Collected data
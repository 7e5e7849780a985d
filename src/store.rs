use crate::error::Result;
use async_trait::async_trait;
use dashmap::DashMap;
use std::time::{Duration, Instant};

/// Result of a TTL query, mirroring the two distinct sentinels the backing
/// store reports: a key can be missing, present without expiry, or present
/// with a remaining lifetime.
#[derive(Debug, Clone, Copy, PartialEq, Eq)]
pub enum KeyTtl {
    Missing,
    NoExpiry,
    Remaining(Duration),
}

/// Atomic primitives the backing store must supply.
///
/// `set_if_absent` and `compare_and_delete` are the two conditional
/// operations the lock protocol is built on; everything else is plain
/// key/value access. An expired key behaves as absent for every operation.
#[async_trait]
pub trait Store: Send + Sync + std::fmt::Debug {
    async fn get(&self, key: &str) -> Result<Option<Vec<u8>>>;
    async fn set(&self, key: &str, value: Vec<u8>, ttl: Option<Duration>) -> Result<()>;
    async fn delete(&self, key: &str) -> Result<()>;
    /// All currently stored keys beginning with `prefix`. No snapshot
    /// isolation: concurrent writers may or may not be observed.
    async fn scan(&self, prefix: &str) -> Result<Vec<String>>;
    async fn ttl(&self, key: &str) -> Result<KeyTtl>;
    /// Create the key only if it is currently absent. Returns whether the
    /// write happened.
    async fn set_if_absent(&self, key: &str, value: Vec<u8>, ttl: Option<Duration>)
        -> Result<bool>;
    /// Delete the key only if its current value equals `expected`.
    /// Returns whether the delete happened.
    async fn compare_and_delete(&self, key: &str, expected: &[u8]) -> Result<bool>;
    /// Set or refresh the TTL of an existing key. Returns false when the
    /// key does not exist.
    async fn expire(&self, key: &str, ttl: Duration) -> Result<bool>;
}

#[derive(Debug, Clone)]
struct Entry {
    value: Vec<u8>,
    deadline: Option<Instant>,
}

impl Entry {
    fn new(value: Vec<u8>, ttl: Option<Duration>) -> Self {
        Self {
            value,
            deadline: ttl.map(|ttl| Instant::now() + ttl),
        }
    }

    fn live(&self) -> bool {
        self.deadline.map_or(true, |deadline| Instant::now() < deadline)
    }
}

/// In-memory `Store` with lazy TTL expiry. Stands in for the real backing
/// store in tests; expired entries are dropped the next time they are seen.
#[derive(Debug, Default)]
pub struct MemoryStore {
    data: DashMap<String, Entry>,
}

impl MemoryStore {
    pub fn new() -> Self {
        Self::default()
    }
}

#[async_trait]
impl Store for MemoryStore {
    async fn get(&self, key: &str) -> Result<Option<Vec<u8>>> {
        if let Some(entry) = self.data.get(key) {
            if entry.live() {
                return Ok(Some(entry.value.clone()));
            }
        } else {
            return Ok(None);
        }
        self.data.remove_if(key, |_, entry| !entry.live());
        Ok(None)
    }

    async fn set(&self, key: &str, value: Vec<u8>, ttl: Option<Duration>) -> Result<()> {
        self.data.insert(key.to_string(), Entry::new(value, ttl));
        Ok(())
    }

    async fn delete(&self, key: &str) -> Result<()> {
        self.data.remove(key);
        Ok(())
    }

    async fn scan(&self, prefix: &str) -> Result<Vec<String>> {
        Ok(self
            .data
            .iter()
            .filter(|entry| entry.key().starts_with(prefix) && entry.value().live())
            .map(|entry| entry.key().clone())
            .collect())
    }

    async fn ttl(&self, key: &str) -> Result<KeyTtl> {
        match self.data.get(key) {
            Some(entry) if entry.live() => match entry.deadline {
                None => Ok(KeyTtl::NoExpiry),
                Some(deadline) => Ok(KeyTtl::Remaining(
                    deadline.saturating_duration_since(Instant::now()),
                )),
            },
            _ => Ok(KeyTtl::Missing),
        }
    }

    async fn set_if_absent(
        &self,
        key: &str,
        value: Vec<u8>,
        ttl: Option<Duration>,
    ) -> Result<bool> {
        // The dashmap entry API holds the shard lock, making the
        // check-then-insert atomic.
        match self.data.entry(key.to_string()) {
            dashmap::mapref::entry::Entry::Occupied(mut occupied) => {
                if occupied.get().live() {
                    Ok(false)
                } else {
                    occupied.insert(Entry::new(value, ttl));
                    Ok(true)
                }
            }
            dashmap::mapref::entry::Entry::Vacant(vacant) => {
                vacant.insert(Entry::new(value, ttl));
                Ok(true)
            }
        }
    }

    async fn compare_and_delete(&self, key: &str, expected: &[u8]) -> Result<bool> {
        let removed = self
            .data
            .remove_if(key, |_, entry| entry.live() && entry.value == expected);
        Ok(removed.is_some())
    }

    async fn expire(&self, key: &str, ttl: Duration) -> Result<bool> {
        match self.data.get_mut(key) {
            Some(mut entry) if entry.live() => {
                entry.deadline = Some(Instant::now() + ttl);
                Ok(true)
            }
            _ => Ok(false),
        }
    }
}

(What you have to do) Return the lines above precisely as they appear, beginning at the first line and ending at the line with "fn live(&self) ->", and nothing after it.

(Expected answer)
repository 7e5e7849780a985d
filename src/store.rs
use crate::error::Result;
use async_trait::async_trait;
use dashmap::DashMap;
use std::time::{Duration, Instant};

/// Result of a TTL query, mirroring the two distinct sentinels the backing
/// store reports: a key can be missing, present without expiry, or present
/// with a remaining lifetime.
#[derive(Debug, Clone, Copy, PartialEq, Eq)]
pub enum KeyTtl {
    Missing,
    NoExpiry,
    Remaining(Duration),
}

/// Atomic primitives the backing store must supply.
///
/// `set_if_absent` and `compare_and_delete` are the two conditional
/// operations the lock protocol is built on; everything else is plain
/// key/value access. An expired key behaves as absent for every operation.
#[async_trait]
pub trait Store: Send + Sync + std::fmt::Debug {
    async fn get(&self, key: &str) -> Result<Option<Vec<u8>>>;
    async fn set(&self, key: &str, value: Vec<u8>, ttl: Option<Duration>) -> Result<()>;
    async fn delete(&self, key: &str) -> Result<()>;
    /// All currently stored keys beginning with `prefix`. No snapshot
    /// isolation: concurrent writers may or may not be observed.
    async fn scan(&self, prefix: &str) -> Result<Vec<String>>;
    async fn ttl(&self, key: &str) -> Result<KeyTtl>;
    /// Create the key only if it is currently absent. Returns whether the
    /// write happened.
    async fn set_if_absent(&self, key: &str, value: Vec<u8>, ttl: Option<Duration>)
        -> Result<bool>;
    /// Delete the key only if its current value equals `expected`.
    /// Returns whether the delete happened.
    async fn compare_and_delete(&self, key: &str, expected: &[u8]) -> Result<bool>;
    /// Set or refresh the TTL of an existing key. Returns false when the
    /// key does not exist.
    async fn expire(&self, key: &str, ttl: Duration) -> Result<bool>;
}

#[derive(Debug, Clone)]
struct Entry {
    value: Vec<u8>,
    deadline: Option<Instant>,
}

impl Entry {
    fn new(value: Vec<u8>, ttl: Option<Duration>) -> Self {
        Self {
            value,
            deadline: ttl.map(|ttl| Instant::now() + ttl),
        }
    }

    fn live(&self) -> bool {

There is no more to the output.